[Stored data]
■ ■ ■

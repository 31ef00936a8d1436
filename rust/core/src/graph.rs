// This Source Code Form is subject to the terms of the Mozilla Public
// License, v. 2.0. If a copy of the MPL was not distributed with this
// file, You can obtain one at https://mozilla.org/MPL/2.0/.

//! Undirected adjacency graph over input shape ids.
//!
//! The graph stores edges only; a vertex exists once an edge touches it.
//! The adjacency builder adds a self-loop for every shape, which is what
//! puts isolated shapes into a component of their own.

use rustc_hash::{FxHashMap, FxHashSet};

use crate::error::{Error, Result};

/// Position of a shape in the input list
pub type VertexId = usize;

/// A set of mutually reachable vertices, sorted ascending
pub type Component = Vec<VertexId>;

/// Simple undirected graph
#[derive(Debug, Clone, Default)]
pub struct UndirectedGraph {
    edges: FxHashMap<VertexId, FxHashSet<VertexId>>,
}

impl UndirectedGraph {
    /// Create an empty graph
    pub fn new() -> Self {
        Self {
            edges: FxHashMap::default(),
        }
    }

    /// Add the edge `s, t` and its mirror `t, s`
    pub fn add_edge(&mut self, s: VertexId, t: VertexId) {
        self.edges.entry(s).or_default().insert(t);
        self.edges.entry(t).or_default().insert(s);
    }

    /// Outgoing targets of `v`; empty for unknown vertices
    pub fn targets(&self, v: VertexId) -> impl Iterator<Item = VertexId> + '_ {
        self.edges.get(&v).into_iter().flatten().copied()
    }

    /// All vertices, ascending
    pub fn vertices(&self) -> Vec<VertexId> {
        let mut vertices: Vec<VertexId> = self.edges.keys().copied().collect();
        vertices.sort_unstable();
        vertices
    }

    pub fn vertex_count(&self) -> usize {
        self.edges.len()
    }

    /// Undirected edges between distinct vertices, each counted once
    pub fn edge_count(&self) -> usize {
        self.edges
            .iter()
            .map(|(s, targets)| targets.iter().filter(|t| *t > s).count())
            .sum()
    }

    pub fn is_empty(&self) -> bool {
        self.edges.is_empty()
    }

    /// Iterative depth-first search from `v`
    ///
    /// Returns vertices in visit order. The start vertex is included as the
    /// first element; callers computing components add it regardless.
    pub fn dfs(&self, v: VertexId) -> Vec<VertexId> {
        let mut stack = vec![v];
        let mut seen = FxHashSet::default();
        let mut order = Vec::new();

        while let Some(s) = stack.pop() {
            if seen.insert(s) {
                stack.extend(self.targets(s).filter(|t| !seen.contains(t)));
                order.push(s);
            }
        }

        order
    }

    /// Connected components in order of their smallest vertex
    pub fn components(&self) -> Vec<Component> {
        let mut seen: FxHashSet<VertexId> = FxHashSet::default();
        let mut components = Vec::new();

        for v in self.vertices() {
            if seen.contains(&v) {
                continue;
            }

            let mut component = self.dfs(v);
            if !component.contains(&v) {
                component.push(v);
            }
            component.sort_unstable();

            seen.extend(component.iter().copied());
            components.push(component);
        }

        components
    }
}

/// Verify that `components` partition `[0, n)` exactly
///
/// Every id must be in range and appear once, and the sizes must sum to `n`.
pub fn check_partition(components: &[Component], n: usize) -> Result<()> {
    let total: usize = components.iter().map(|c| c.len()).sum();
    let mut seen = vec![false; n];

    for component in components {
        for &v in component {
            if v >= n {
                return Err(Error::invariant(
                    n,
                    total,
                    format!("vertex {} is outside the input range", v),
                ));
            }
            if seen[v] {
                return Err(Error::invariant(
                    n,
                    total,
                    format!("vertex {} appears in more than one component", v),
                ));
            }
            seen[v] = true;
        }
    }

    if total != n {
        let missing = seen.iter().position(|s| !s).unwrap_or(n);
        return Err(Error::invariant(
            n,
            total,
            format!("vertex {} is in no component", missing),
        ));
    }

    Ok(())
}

■ ■ ■

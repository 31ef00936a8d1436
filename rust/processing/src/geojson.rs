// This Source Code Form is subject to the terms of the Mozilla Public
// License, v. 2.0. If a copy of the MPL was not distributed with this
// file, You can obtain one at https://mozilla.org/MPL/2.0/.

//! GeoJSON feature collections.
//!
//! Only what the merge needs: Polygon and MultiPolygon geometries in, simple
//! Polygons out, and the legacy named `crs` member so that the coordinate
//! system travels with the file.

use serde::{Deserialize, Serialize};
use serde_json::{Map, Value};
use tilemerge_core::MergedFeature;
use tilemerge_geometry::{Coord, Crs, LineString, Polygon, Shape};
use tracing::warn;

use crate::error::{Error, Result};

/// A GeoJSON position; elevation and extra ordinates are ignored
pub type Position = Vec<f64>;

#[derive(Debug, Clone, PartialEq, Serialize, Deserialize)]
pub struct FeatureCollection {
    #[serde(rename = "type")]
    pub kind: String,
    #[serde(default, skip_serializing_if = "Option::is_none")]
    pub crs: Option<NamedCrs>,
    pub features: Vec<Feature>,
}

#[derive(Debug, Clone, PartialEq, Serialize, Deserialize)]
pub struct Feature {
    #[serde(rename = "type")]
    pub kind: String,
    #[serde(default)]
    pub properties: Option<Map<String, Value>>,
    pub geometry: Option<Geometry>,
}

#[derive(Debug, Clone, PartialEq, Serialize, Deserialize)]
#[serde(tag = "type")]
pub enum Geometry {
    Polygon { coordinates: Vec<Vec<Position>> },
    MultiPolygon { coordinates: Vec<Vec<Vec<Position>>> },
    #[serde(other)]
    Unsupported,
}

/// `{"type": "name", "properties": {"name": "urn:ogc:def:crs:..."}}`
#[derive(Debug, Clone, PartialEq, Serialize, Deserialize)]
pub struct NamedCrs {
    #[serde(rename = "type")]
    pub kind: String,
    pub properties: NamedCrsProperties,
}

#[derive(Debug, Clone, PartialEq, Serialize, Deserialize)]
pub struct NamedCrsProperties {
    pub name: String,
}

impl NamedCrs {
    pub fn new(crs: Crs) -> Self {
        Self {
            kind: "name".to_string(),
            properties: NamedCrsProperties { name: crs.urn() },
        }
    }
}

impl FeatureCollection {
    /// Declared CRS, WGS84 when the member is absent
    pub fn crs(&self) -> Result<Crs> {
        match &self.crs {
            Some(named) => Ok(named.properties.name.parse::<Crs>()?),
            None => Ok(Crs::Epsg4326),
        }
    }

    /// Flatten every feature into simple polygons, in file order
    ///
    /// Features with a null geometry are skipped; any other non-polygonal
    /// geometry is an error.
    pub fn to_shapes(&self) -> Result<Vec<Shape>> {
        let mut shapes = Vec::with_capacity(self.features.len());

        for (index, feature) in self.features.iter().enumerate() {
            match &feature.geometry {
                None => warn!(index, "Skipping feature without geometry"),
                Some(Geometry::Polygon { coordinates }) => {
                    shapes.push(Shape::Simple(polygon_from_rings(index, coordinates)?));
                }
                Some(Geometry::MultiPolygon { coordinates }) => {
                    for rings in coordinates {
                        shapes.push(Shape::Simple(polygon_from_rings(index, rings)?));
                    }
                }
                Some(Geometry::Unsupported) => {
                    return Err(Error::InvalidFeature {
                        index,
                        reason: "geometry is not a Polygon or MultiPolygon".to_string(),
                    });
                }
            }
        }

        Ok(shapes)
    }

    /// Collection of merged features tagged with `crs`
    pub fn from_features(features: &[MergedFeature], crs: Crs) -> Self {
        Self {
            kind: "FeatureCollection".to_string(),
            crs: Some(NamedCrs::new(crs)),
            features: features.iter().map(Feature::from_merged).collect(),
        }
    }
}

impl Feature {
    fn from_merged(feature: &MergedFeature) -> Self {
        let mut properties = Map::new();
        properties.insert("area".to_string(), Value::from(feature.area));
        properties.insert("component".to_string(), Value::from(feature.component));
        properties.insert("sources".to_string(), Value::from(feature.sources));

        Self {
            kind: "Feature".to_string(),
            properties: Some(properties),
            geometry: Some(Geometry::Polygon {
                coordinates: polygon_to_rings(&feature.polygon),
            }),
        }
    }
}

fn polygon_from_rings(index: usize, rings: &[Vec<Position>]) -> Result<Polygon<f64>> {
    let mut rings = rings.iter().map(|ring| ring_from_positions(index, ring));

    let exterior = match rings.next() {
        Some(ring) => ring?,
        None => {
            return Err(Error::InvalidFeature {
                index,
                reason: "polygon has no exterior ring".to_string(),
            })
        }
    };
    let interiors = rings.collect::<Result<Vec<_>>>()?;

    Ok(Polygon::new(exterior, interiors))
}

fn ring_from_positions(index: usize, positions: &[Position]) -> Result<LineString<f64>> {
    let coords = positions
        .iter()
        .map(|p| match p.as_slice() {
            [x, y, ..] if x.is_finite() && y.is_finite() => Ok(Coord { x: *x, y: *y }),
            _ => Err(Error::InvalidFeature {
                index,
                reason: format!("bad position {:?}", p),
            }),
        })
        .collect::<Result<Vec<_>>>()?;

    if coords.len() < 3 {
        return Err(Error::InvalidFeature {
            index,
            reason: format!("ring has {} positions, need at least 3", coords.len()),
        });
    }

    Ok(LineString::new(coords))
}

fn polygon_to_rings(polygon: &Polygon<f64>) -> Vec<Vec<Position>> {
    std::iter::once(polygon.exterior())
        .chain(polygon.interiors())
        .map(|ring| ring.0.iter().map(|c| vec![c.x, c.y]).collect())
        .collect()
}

■ ■ ■

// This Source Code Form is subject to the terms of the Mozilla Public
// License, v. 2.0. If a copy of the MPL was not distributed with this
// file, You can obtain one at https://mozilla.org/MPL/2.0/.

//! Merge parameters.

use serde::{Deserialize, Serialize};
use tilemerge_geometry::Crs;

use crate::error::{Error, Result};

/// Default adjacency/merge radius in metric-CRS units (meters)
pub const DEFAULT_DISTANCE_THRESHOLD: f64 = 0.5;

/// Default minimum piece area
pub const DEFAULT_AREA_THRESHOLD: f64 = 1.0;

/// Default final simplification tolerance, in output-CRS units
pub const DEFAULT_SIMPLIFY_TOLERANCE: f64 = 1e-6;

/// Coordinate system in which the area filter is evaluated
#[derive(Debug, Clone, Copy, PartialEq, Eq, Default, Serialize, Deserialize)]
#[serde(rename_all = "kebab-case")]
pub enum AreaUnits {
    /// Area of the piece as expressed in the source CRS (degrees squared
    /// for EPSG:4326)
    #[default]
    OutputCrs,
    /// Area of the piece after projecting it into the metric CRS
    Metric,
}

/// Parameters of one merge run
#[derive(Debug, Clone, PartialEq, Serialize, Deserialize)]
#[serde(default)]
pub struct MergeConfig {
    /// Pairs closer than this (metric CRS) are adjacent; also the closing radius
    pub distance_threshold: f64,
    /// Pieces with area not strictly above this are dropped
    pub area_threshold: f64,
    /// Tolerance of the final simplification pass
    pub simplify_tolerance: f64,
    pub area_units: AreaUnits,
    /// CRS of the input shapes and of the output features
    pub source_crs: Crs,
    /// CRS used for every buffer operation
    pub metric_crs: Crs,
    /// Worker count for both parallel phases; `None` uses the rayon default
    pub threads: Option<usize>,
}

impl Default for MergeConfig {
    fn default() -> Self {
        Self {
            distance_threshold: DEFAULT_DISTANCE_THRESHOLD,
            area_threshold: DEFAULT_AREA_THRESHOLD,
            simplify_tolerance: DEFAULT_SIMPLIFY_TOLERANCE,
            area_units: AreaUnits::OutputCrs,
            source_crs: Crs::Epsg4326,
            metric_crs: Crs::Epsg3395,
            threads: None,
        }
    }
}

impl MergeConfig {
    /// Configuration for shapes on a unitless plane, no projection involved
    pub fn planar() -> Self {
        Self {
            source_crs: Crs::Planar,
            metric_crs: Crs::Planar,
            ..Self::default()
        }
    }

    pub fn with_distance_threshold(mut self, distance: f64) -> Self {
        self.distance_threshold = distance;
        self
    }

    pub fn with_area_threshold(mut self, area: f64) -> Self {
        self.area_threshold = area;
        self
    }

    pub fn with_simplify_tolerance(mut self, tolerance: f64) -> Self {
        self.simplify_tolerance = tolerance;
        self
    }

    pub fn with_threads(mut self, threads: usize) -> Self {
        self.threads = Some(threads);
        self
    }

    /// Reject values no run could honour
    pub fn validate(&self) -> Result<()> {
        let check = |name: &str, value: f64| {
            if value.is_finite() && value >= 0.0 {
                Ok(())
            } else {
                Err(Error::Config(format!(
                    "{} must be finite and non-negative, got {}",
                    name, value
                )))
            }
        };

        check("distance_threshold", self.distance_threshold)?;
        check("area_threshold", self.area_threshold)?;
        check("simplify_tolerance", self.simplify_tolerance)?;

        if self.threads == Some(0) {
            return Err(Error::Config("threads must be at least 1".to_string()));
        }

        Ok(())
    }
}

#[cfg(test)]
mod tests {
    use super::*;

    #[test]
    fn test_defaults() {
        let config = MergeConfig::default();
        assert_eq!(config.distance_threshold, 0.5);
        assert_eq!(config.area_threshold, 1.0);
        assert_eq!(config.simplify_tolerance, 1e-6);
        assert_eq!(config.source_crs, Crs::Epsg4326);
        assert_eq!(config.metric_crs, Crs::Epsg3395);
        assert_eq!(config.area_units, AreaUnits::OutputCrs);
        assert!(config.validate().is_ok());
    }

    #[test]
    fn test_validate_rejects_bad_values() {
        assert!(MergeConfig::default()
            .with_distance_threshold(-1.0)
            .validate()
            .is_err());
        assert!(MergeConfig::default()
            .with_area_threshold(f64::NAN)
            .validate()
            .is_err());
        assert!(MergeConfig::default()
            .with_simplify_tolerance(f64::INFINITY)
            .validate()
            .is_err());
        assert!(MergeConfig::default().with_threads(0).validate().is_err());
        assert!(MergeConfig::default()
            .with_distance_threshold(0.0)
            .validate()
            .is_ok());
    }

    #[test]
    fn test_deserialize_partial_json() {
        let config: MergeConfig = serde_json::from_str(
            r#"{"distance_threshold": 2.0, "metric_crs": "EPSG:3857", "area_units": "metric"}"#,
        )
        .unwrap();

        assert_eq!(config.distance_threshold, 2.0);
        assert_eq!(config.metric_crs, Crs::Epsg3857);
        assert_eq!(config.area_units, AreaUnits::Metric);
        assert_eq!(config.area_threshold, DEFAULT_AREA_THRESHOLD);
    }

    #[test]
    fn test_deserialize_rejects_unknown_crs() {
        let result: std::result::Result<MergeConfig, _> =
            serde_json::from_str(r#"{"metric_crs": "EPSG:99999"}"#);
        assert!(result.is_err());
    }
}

■ ■ ■

=== WHAT THE EXERCISE ASKS ===
Filter the records for the word "warn" and show every line that has it.

=== RESPONSE BELOW ===
use tracing::warn;
                None => warn!(index, "Skipping feature without geometry"),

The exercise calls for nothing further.